--- WORK REQUIRED ---
Your answer should be each line of the entries that contains the word "tokio", copied in full.

--- Items from a data source ---
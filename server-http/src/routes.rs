use crate::dispatcher::AxumDispatcher;
use crate::handlers;
use crate::state::AppState;
use axum::{http::Method, Router};
use shared::config::Config;
use std::future::Future;
use std::sync::Arc;
use tower_http::trace::TraceLayer;
use tracing::info;
use turnstile::auth::{GrantRouteAuthorizer, SessionTokenVerifier, StorePool};
use turnstile::routing::{
    handler_fn, AuthGate, Controller, CorsPolicy, Reply, RequestContext, RouteDescriptor,
    RouteRegistry, TracingAccessLogger,
};

/// Turn a `(state, request)` handler into a controller bound to `state`
fn bind<F, Fut>(state: &AppState, f: F) -> Arc<dyn Controller>
where
    F: Fn(AppState, RequestContext) -> Fut + Send + Sync + 'static,
    Fut: Future<Output = Reply> + Send + 'static,
{
    let state = state.clone();
    handler_fn(move |request| f(state.clone(), request))
}

/// The server's built-in routes
pub fn route_table(state: &AppState) -> Vec<RouteDescriptor> {
    vec![
        // System
        RouteDescriptor::home(
            "system",
            "health",
            Method::GET,
            "/health",
            bind(state, handlers::health_check),
            false,
        ),
        // Sessions
        RouteDescriptor::home(
            "auth",
            "login",
            Method::POST,
            "/auth/login",
            bind(state, handlers::login),
            false,
        ),
        RouteDescriptor::home(
            "auth",
            "logout",
            Method::POST,
            "/auth/logout",
            bind(state, handlers::logout),
            true,
        ),
        RouteDescriptor::home(
            "auth",
            "logout all",
            Method::POST,
            "/auth/logout-all",
            bind(state, handlers::logout_all),
            true,
        ),
        RouteDescriptor::home(
            "auth",
            "whoami",
            Method::GET,
            "/auth/me",
            bind(state, handlers::whoami),
            true,
        ),
        // Admin accounts
        RouteDescriptor::new(
            "admin",
            "list admins",
            Method::GET,
            "/admin/admins",
            bind(state, handlers::list_admins),
            true,
            true,
        ),
        RouteDescriptor::new(
            "admin",
            "remove admin",
            Method::DELETE,
            "/admin/admins/{admin_id}",
            bind(state, handlers::remove_admin),
            true,
            true,
        ),
        // Route grants
        RouteDescriptor::new(
            "admin",
            "list grants",
            Method::GET,
            "/admin/grants/{admin_id}",
            bind(state, handlers::list_grants),
            true,
            true,
        ),
        RouteDescriptor::new(
            "admin",
            "create grant",
            Method::POST,
            "/admin/grants",
            bind(state, handlers::create_grant),
            true,
            true,
        ),
        RouteDescriptor::new(
            "admin",
            "revoke grant",
            Method::DELETE,
            "/admin/grants",
            bind(state, handlers::revoke_grant),
            true,
            true,
        ),
    ]
}

/// Auth gate backed by session tokens and stored route grants
pub fn build_gate(pool: Arc<dyn StorePool>, config: &Config) -> Arc<AuthGate> {
    Arc::new(
        AuthGate::new(
            pool,
            Arc::new(SessionTokenVerifier),
            Arc::new(GrantRouteAuthorizer),
            Arc::new(TracingAccessLogger),
        )
        .with_cors(CorsPolicy::new(&config.allowed_origins)),
    )
}

/// Build and configure the application router
pub fn build_router(state: &AppState, gate: Arc<AuthGate>) -> shared::Result<Router> {
    let dispatcher = AxumDispatcher::new().with_preflight(gate.cors().clone());
    let mut registry = RouteRegistry::new(dispatcher, gate);

    registry.set_route_handles(route_table(state))?;
    info!("Registered {} routes", registry.routes().len());

    Ok(registry
        .into_dispatcher()
        .into_router()
        .layer(TraceLayer::new_for_http()))
}
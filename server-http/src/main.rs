use server_http::{build_gate, build_router, AppState};
use shared::config::Config;
use std::error::Error;
use std::net::SocketAddr;
use std::path::Path;
use std::sync::Arc;
use tracing::{info, warn};
use tracing_subscriber::EnvFilter;
use turnstile::auth::{
    defaults::ensure_default_admin, AuthService, MokaSessionRepository, SemaphoreStorePool,
    SessionStore, SledAdminRepository, SledGrantRepository,
};

#[tokio::main]
async fn main() -> Result<(), Box<dyn Error>> {
    // Initialize tracing
    tracing_subscriber::fmt()
        .with_env_filter(
            EnvFilter::try_from_default_env().unwrap_or_else(|_| EnvFilter::new("info")),
        )
        .init();

    info!("Starting Turnstile HTTP Server...");

    // Load environment variables from .env file (if exists)
    match dotenvy::dotenv() {
        Ok(_) => info!("Loaded environment variables from .env file"),
        Err(_) => info!("No .env file found, using system environment variables"),
    }

    let config = Config::from_env();

    let auth_base_path = Path::new(&config.data_dir).join(".turnstile");
    if let Err(e) = std::fs::create_dir_all(&auth_base_path) {
        warn!("Failed to create {}: {}", auth_base_path.display(), e);
    }

    // Initialize repositories
    info!("Initializing authentication system...");
    let admin_repo = Arc::new(SledAdminRepository::new(auth_base_path.join("admins.sled"))?);
    let grants = Arc::new(SledGrantRepository::new(auth_base_path.join("grants.sled"))?);

    let session_repository = Arc::new(MokaSessionRepository::new(
        config.max_sessions,
        Some(config.session_ttl),
    ));
    let sessions = Arc::new(SessionStore::new(session_repository));
    let auth_service = Arc::new(AuthService::new(
        admin_repo,
        sessions.clone(),
        config.session_ttl,
    ));

    let admin = ensure_default_admin(
        &auth_service,
        grants.as_ref(),
        &config.admin_username,
        &config.admin_password,
    )
    .await?;
    info!("Default admin ready: {} ({})", admin.username, admin.id);

    let pool = Arc::new(SemaphoreStorePool::new(
        sessions,
        grants.clone(),
        config.store_pool_size,
        config.store_acquire_timeout,
    ));
    info!(
        "Store pool ready: {} connections, {:?} acquire timeout",
        pool.size(),
        config.store_acquire_timeout
    );

    let state = AppState::new(auth_service, grants);
    let gate = build_gate(pool.clone(), &config);
    let router = build_router(&state, gate)?;

    let address = config.bind_address();
    let listener = tokio::net::TcpListener::bind(&address).await?;

    info!("HTTP Server listening on http://{}", address);
    info!(
        "Try: curl -X POST -u {}:<password> http://localhost:{}/auth/login",
        config.admin_username, config.http_port
    );

    axum::serve(
        listener,
        router.into_make_service_with_connect_info::<SocketAddr>(),
    )
    .with_graceful_shutdown(shutdown_signal())
    .await?;

    pool.close();
    info!("Server shutdown complete");

    Ok(())
}

async fn shutdown_signal() {
    use tokio::signal;

    let ctrl_c = async {
        signal::ctrl_c()
            .await
            .expect("Failed to install Ctrl+C handler");
    };

    #[cfg(unix)]
    let terminate = async {
        signal::unix::signal(signal::unix::SignalKind::terminate())
            .expect("Failed to install signal handler")
            .recv()
            .await;
    };

    #[cfg(not(unix))]
    let terminate = std::future::pending::<()>();

    tokio::select! {
        _ = ctrl_c => {
            info!("Received Ctrl+C signal");
        },
        _ = terminate => {
            info!("Received terminate signal");
        },
    }

    info!("Shutting down gracefully...");
}
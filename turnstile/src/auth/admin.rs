use chrono::{DateTime, Utc};
use serde::{Deserialize, Serialize};
use uuid::Uuid;

/// Route pattern that grants access to every route
pub const WILDCARD_ROUTE: &str = "*";

#[derive(Debug, Clone, Serialize, Deserialize)]
pub struct Admin {
    pub id: String,
    pub username: String,
    pub password_hash: String,
    pub created_at: DateTime<Utc>,
    pub updated_at: DateTime<Utc>,
}

impl Admin {
    pub fn new(username: String, password_hash: String) -> Self {
        let now = Utc::now();
        Self {
            id: Uuid::new_v4().to_string(),
            username,
            password_hash,
            created_at: now,
            updated_at: now,
        }
    }
}

/// Permission for one admin to call one route pattern
#[derive(Debug, Clone, Serialize, Deserialize, PartialEq, Eq)]
pub struct RouteGrant {
    pub admin_id: String,
    pub route: String,
    pub granted_at: DateTime<Utc>,
}

impl RouteGrant {
    pub fn new(admin_id: String, route: String) -> Self {
        Self {
            admin_id,
            route,
            granted_at: Utc::now(),
        }
    }

    /// Whether this grant covers the given route pattern
    pub fn covers(&self, route: &str) -> bool {
        self.route == WILDCARD_ROUTE || self.route == route
    }
}
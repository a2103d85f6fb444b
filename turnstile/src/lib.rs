//! Route registration with token-authentication middleware.
//!
//! [`routing`] holds the route descriptors, the registry that hands them to a
//! [`routing::Dispatcher`], and the [`routing::AuthGate`] that wraps every
//! controller. [`auth`] holds the collaborators the gate consults: the store
//! pool, the session store, route grants, and admin accounts.

pub mod auth;
pub mod routing;
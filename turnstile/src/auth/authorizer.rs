use super::error::AuthError;
use super::pool::StoreConnection;
use async_trait::async_trait;

/// Decides whether an admin may call a route pattern
#[async_trait]
pub trait RouteAuthorizer: Send + Sync {
    async fn is_authorized(
        &self,
        conn: &StoreConnection,
        admin_id: &str,
        route: &str,
    ) -> Result<bool, AuthError>;
}

/// Authorizes against the grant repository behind the connection
#[derive(Debug, Default, Clone, Copy)]
pub struct GrantRouteAuthorizer;

#[async_trait]
impl RouteAuthorizer for GrantRouteAuthorizer {
    async fn is_authorized(
        &self,
        conn: &StoreConnection,
        admin_id: &str,
        route: &str,
    ) -> Result<bool, AuthError> {
        conn.grants().is_granted(admin_id, route).await
    }
}

#[cfg(test)]
mod tests {
    use super::*;
    use crate::auth::moka_session_repository::MokaSessionRepository;
    use crate::auth::repository::GrantRepository;
    use crate::auth::session_store::SessionStore;
    use crate::auth::sled_repository::SledGrantRepository;
    use std::sync::Arc;
    use tempfile::TempDir;

    #[tokio::test]
    async fn test_authorizes_granted_routes_only() {
        let temp_dir = TempDir::new().unwrap();
        let grants =
            Arc::new(SledGrantRepository::new(temp_dir.path().join("grants.sled")).unwrap());
        grants.grant("a1", "/admin/delete").await.unwrap();

        let sessions = Arc::new(SessionStore::new(Arc::new(
            MokaSessionRepository::with_defaults(),
        )));
        let conn = StoreConnection::new(sessions, grants, None);

        let authorizer = GrantRouteAuthorizer;
        assert!(authorizer.is_authorized(&conn, "a1", "/admin/delete").await.unwrap());
        assert!(!authorizer.is_authorized(&conn, "a1", "/admin/other").await.unwrap());
        assert!(!authorizer.is_authorized(&conn, "a2", "/admin/delete").await.unwrap());
    }
}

--- SOLUTION TO THIS TASK ---
#[tokio::main]
    let listener = tokio::net::TcpListener::bind(&address).await?;
    use tokio::signal;
    tokio::select! {
    #[tokio::test]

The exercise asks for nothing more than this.